RECORD EXCERPTS section start

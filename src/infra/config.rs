//! Configuration loading from TOML files
//!
//! Config file is selected via:
//! 1. --config <path> command line argument
//! 2. CONFIG_FILE environment variable
//! 3. Default: config/dev.toml

use anyhow::{bail, Context};
use serde::Deserialize;
use std::env;
use std::fs;
use std::path::Path;
use std::time::Duration;

#[derive(Debug, Clone, Copy, PartialEq, Deserialize)]
#[serde(rename_all = "lowercase")]
pub enum GpioBackend {
    /// Linux sysfs GPIO (Raspberry Pi)
    Sysfs,
    /// In-process pins, sensors pulsed from stdin
    Simulated,
}

impl GpioBackend {
    pub fn as_str(&self) -> &'static str {
        match self {
            GpioBackend::Sysfs => "sysfs",
            GpioBackend::Simulated => "simulated",
        }
    }
}

#[derive(Debug, Clone, Deserialize)]
pub struct SiteConfig {
    #[serde(default = "default_site_id")]
    pub id: String,
}

impl Default for SiteConfig {
    fn default() -> Self {
        Self { id: default_site_id() }
    }
}

fn default_site_id() -> String {
    "door".to_string()
}

#[derive(Debug, Clone, Deserialize)]
pub struct PinsConfig {
    pub outer_sensor: u32,
    pub inner_sensor: u32,
    /// Motor phase lines A, B, C, D
    pub motor: [u32; 4],
    pub relay: u32,
}

#[derive(Debug, Clone, Deserialize)]
pub struct GpioConfig {
    pub backend: GpioBackend,
    #[serde(default = "default_sysfs_root")]
    pub sysfs_root: String,
}

fn default_sysfs_root() -> String {
    "/sys/class/gpio".to_string()
}

#[derive(Debug, Clone, Deserialize)]
pub struct MotorConfig {
    pub ramp_steps: u32,
    pub rotation_speed: f64,
    #[serde(default = "default_release_after_move")]
    pub release_after_move: bool,
}

fn default_release_after_move() -> bool {
    true
}

#[derive(Debug, Clone, Deserialize)]
pub struct DetectionConfig {
    pub poll_interval_ms: u64,
    pub confirmation_window_ms: u64,
    pub cooldown_ms: u64,
}

#[derive(Debug, Clone, Deserialize)]
pub struct TelemetryConfig {
    #[serde(default = "default_telemetry_enabled")]
    pub enabled: bool,
    pub collector_url: String,
    #[serde(default = "default_telemetry_timeout_ms")]
    pub timeout_ms: u64,
    #[serde(default = "default_telemetry_queue_size")]
    pub queue_size: usize,
}

fn default_telemetry_enabled() -> bool {
    true
}

fn default_telemetry_timeout_ms() -> u64 {
    2000
}

fn default_telemetry_queue_size() -> usize {
    16
}

#[derive(Debug, Clone, Deserialize)]
pub struct HardwareConfig {
    #[serde(default = "default_max_attempts")]
    pub max_attempts: u32,
    #[serde(default = "default_retry_delay_ms")]
    pub retry_delay_ms: u64,
}

impl Default for HardwareConfig {
    fn default() -> Self {
        Self { max_attempts: default_max_attempts(), retry_delay_ms: default_retry_delay_ms() }
    }
}

fn default_max_attempts() -> u32 {
    3
}

fn default_retry_delay_ms() -> u64 {
    10
}

#[derive(Debug, Clone, Deserialize)]
pub struct MetricsConfig {
    #[serde(default = "default_metrics_interval")]
    pub interval_secs: u64,
}

impl Default for MetricsConfig {
    fn default() -> Self {
        Self { interval_secs: default_metrics_interval() }
    }
}

fn default_metrics_interval() -> u64 {
    60
}

#[derive(Debug, Clone, Deserialize)]
pub struct TomlConfig {
    #[serde(default)]
    pub site: SiteConfig,
    pub pins: PinsConfig,
    pub gpio: GpioConfig,
    pub motor: MotorConfig,
    pub detection: DetectionConfig,
    pub telemetry: TelemetryConfig,
    #[serde(default)]
    pub hardware: HardwareConfig,
    #[serde(default)]
    pub metrics: MetricsConfig,
}

/// Main configuration struct used throughout the application
#[derive(Debug, Clone)]
pub struct Config {
    site_id: String,
    outer_sensor_pin: u32,
    inner_sensor_pin: u32,
    motor_pins: [u32; 4],
    relay_pin: u32,
    gpio_backend: GpioBackend,
    sysfs_root: String,
    ramp_steps: u32,
    rotation_speed: f64,
    release_after_move: bool,
    poll_interval_ms: u64,
    confirmation_window_ms: u64,
    cooldown_ms: u64,
    telemetry_enabled: bool,
    collector_url: String,
    telemetry_timeout_ms: u64,
    telemetry_queue_size: usize,
    hardware_max_attempts: u32,
    hardware_retry_delay_ms: u64,
    metrics_interval_secs: u64,
    config_file: String,
}

impl Default for Config {
    fn default() -> Self {
        Self {
            site_id: "door".to_string(),
            outer_sensor_pin: 24,
            inner_sensor_pin: 23,
            motor_pins: [5, 6, 13, 19],
            relay_pin: 17,
            gpio_backend: GpioBackend::Sysfs,
            sysfs_root: "/sys/class/gpio".to_string(),
            ramp_steps: 500,
            rotation_speed: 3.0,
            release_after_move: true,
            poll_interval_ms: 100,
            confirmation_window_ms: 5000,
            cooldown_ms: 5000,
            telemetry_enabled: true,
            collector_url: "http://192.168.137.19:5000".to_string(),
            telemetry_timeout_ms: 2000,
            telemetry_queue_size: 16,
            hardware_max_attempts: 3,
            hardware_retry_delay_ms: 10,
            metrics_interval_secs: 60,
            config_file: "default".to_string(),
        }
    }
}

impl Config {
    /// Config file path from the environment, or the default
    pub fn resolve_config_path() -> String {
        env::var("CONFIG_FILE").unwrap_or_else(|_| "config/dev.toml".to_string())
    }

    /// Load configuration from a TOML file
    pub fn from_file<P: AsRef<Path>>(path: P) -> anyhow::Result<Self> {
        let path = path.as_ref();
        let content = fs::read_to_string(path)
            .with_context(|| format!("Failed to read config file {}", path.display()))?;

        let toml_config: TomlConfig = toml::from_str(&content)
            .with_context(|| format!("Failed to parse config file {}", path.display()))?;

        let config = Self {
            site_id: toml_config.site.id,
            outer_sensor_pin: toml_config.pins.outer_sensor,
            inner_sensor_pin: toml_config.pins.inner_sensor,
            motor_pins: toml_config.pins.motor,
            relay_pin: toml_config.pins.relay,
            gpio_backend: toml_config.gpio.backend,
            sysfs_root: toml_config.gpio.sysfs_root,
            ramp_steps: toml_config.motor.ramp_steps,
            rotation_speed: toml_config.motor.rotation_speed,
            release_after_move: toml_config.motor.release_after_move,
            poll_interval_ms: toml_config.detection.poll_interval_ms,
            confirmation_window_ms: toml_config.detection.confirmation_window_ms,
            cooldown_ms: toml_config.detection.cooldown_ms,
            telemetry_enabled: toml_config.telemetry.enabled,
            collector_url: toml_config.telemetry.collector_url,
            telemetry_timeout_ms: toml_config.telemetry.timeout_ms,
            telemetry_queue_size: toml_config.telemetry.queue_size,
            hardware_max_attempts: toml_config.hardware.max_attempts,
            hardware_retry_delay_ms: toml_config.hardware.retry_delay_ms,
            metrics_interval_secs: toml_config.metrics.interval_secs,
            config_file: path.display().to_string(),
        };

        config
            .validate()
            .with_context(|| format!("Invalid config file {}", path.display()))?;
        Ok(config)
    }

    /// Reject values the controller cannot run with
    pub fn validate(&self) -> anyhow::Result<()> {
        if self.ramp_steps == 0 {
            bail!("motor.ramp_steps must be at least 1");
        }
        if !(self.rotation_speed.is_finite() && self.rotation_speed > 0.0) {
            bail!("motor.rotation_speed must be positive, got {}", self.rotation_speed);
        }
        let Ok(step_interval) = Duration::try_from_secs_f64(1.0 / (50.0 * self.rotation_speed))
        else {
            bail!("motor.rotation_speed {} gives an unusable step interval", self.rotation_speed);
        };
        if step_interval.checked_mul(self.ramp_steps).is_none() {
            bail!(
                "motor.ramp_steps {} at rotation_speed {} overflows the travel time",
                self.ramp_steps,
                self.rotation_speed
            );
        }
        if self.poll_interval_ms == 0 {
            bail!("detection.poll_interval_ms must be positive");
        }
        if self.hardware_max_attempts == 0 {
            bail!("hardware.max_attempts must be at least 1");
        }
        if self.telemetry_queue_size == 0 {
            bail!("telemetry.queue_size must be at least 1");
        }

        let mut motor = self.motor_pins;
        motor.sort_unstable();
        if motor.windows(2).any(|w| w[0] == w[1]) {
            bail!("pins.motor must name 4 distinct lines, got {:?}", self.motor_pins);
        }
        for input in [self.outer_sensor_pin, self.inner_sensor_pin] {
            if self.motor_pins.contains(&input) || self.relay_pin == input {
                bail!("pin {} is configured as both sensor and output", input);
            }
        }
        if self.outer_sensor_pin == self.inner_sensor_pin {
            bail!("outer and inner sensors share pin {}", self.outer_sensor_pin);
        }
        if self.motor_pins.contains(&self.relay_pin) {
            bail!("relay pin {} is also a motor pin", self.relay_pin);
        }
        Ok(())
    }

    /// Load configuration from an explicit path, falling back to defaults
    pub fn load_from_path(path: &str) -> Self {
        match Self::from_file(path) {
            Ok(config) => config,
            Err(e) => {
                eprintln!("Warning: {:#}. Using defaults.", e);
                Self::default()
            }
        }
    }

    /// Delay between motor steps: 1 / (50 * rotation_speed) seconds
    pub fn step_interval(&self) -> Duration {
        Duration::from_secs_f64(1.0 / (50.0 * self.rotation_speed))
    }

    pub fn site_id(&self) -> &str {
        &self.site_id
    }

    pub fn outer_sensor_pin(&self) -> u32 {
        self.outer_sensor_pin
    }

    pub fn inner_sensor_pin(&self) -> u32 {
        self.inner_sensor_pin
    }

    pub fn motor_pins(&self) -> [u32; 4] {
        self.motor_pins
    }

    pub fn relay_pin(&self) -> u32 {
        self.relay_pin
    }

    pub fn gpio_backend(&self) -> GpioBackend {
        self.gpio_backend
    }

    pub fn sysfs_root(&self) -> &str {
        &self.sysfs_root
    }

    pub fn ramp_steps(&self) -> u32 {
        self.ramp_steps
    }

    pub fn rotation_speed(&self) -> f64 {
        self.rotation_speed
    }

    pub fn release_after_move(&self) -> bool {
        self.release_after_move
    }

    pub fn poll_interval_ms(&self) -> u64 {
        self.poll_interval_ms
    }

    pub fn confirmation_window_ms(&self) -> u64 {
        self.confirmation_window_ms
    }

    pub fn cooldown_ms(&self) -> u64 {
        self.cooldown_ms
    }

    pub fn telemetry_enabled(&self) -> bool {
        self.telemetry_enabled
    }

    pub fn collector_url(&self) -> &str {
        &self.collector_url
    }

    pub fn telemetry_timeout_ms(&self) -> u64 {
        self.telemetry_timeout_ms
    }

    pub fn telemetry_queue_size(&self) -> usize {
        self.telemetry_queue_size
    }

    pub fn hardware_max_attempts(&self) -> u32 {
        self.hardware_max_attempts
    }

    pub fn hardware_retry_delay_ms(&self) -> u64 {
        self.hardware_retry_delay_ms
    }

    pub fn metrics_interval_secs(&self) -> u64 {
        self.metrics_interval_secs
    }

    pub fn config_file(&self) -> &str {
        &self.config_file
    }

    /// Builder method to switch the GPIO backend (used by tools and tests)
    pub fn with_gpio_backend(mut self, backend: GpioBackend) -> Self {
        self.gpio_backend = backend;
        self
    }

    /// Builder method to override the collector URL
    pub fn with_collector_url(mut self, url: &str) -> Self {
        self.collector_url = url.to_string();
        self
    }

    /// Builder method to override detection timing
    pub fn with_detection_timing(mut self, poll_ms: u64, window_ms: u64, cooldown_ms: u64) -> Self {
        self.poll_interval_ms = poll_ms;
        self.confirmation_window_ms = window_ms;
        self.cooldown_ms = cooldown_ms;
        self
    }

    /// Builder method to override the motor ramp
    pub fn with_motor(mut self, ramp_steps: u32, rotation_speed: f64) -> Self {
        self.ramp_steps = ramp_steps;
        self.rotation_speed = rotation_speed;
        self
    }

    /// Builder method to override the hardware retry policy
    pub fn with_hardware_retries(mut self, max_attempts: u32, retry_delay_ms: u64) -> Self {
        self.hardware_max_attempts = max_attempts;
        self.hardware_retry_delay_ms = retry_delay_ms;
        self
    }
}

#[cfg(test)]
mod tests {
    use super::*;

    #[test]
    fn test_default_config() {
        let config = Config::default();
        assert_eq!(config.outer_sensor_pin(), 24);
        assert_eq!(config.inner_sensor_pin(), 23);
        assert_eq!(config.motor_pins(), [5, 6, 13, 19]);
        assert_eq!(config.relay_pin(), 17);
        assert_eq!(config.ramp_steps(), 500);
        assert_eq!(config.confirmation_window_ms(), 5000);
        assert_eq!(config.cooldown_ms(), 5000);
        assert_eq!(config.poll_interval_ms(), 100);
        assert!(config.validate().is_ok());
    }

    #[test]
    fn test_step_interval_from_rotation_speed() {
        let config = Config::default();
        // 1 / (50 * 3) s
        assert_eq!(config.step_interval().as_micros(), 6666);

        let fast = Config::default().with_motor(500, 10.0);
        assert_eq!(fast.step_interval().as_micros(), 2000);
    }

    #[test]
    fn test_validate_rejects_zero_ramp() {
        let config = Config::default().with_motor(0, 3.0);
        assert!(config.validate().is_err());
    }

    #[test]
    fn test_validate_rejects_non_positive_speed() {
        assert!(Config::default().with_motor(500, 0.0).validate().is_err());
        assert!(Config::default().with_motor(500, -1.0).validate().is_err());
        assert!(Config::default().with_motor(500, f64::NAN).validate().is_err());
    }

    #[test]
    fn test_validate_rejects_tiny_speed() {
        // Positive and finite, but 1 / (50 * speed) is not a Duration
        let config = Config::default().with_motor(500, 1e-300);
        let err = config.validate().unwrap_err();
        assert!(err.to_string().contains("step interval"));
    }

    #[test]
    fn test_validate_rejects_travel_time_overflow() {
        // ~2e11 s per step fits a Duration, times u32::MAX steps does not
        let config = Config::default().with_motor(u32::MAX, 1e-13);
        assert!(config.validate().is_err());

        let slow = Config::default().with_motor(500, 0.001);
        assert!(slow.validate().is_ok());
        assert_eq!(slow.step_interval().as_secs(), 20);
    }

    #[test]
    fn test_validate_rejects_pin_overlap() {
        let mut config = Config::default();
        config.relay_pin = 5;
        assert!(config.validate().is_err());

        let mut config = Config::default();
        config.motor_pins = [5, 5, 13, 19];
        assert!(config.validate().is_err());

        let mut config = Config::default();
        config.inner_sensor_pin = 24;
        assert!(config.validate().is_err());

        let mut config = Config::default();
        config.outer_sensor_pin = 17;
        assert!(config.validate().is_err());
    }

    #[test]
    fn test_resolve_config_path_default() {
        if env::var("CONFIG_FILE").is_err() {
            assert_eq!(Config::resolve_config_path(), "config/dev.toml");
        }
    }
}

RECORD EXCERPTS section end

**GOAL OF THE EXERCISE:**
With "HardwareConfig" as the string to find, copy every line of the records that holds it.

**RESPONSE BELOW:**
pub struct HardwareConfig {
impl Default for HardwareConfig {
    pub hardware: HardwareConfig,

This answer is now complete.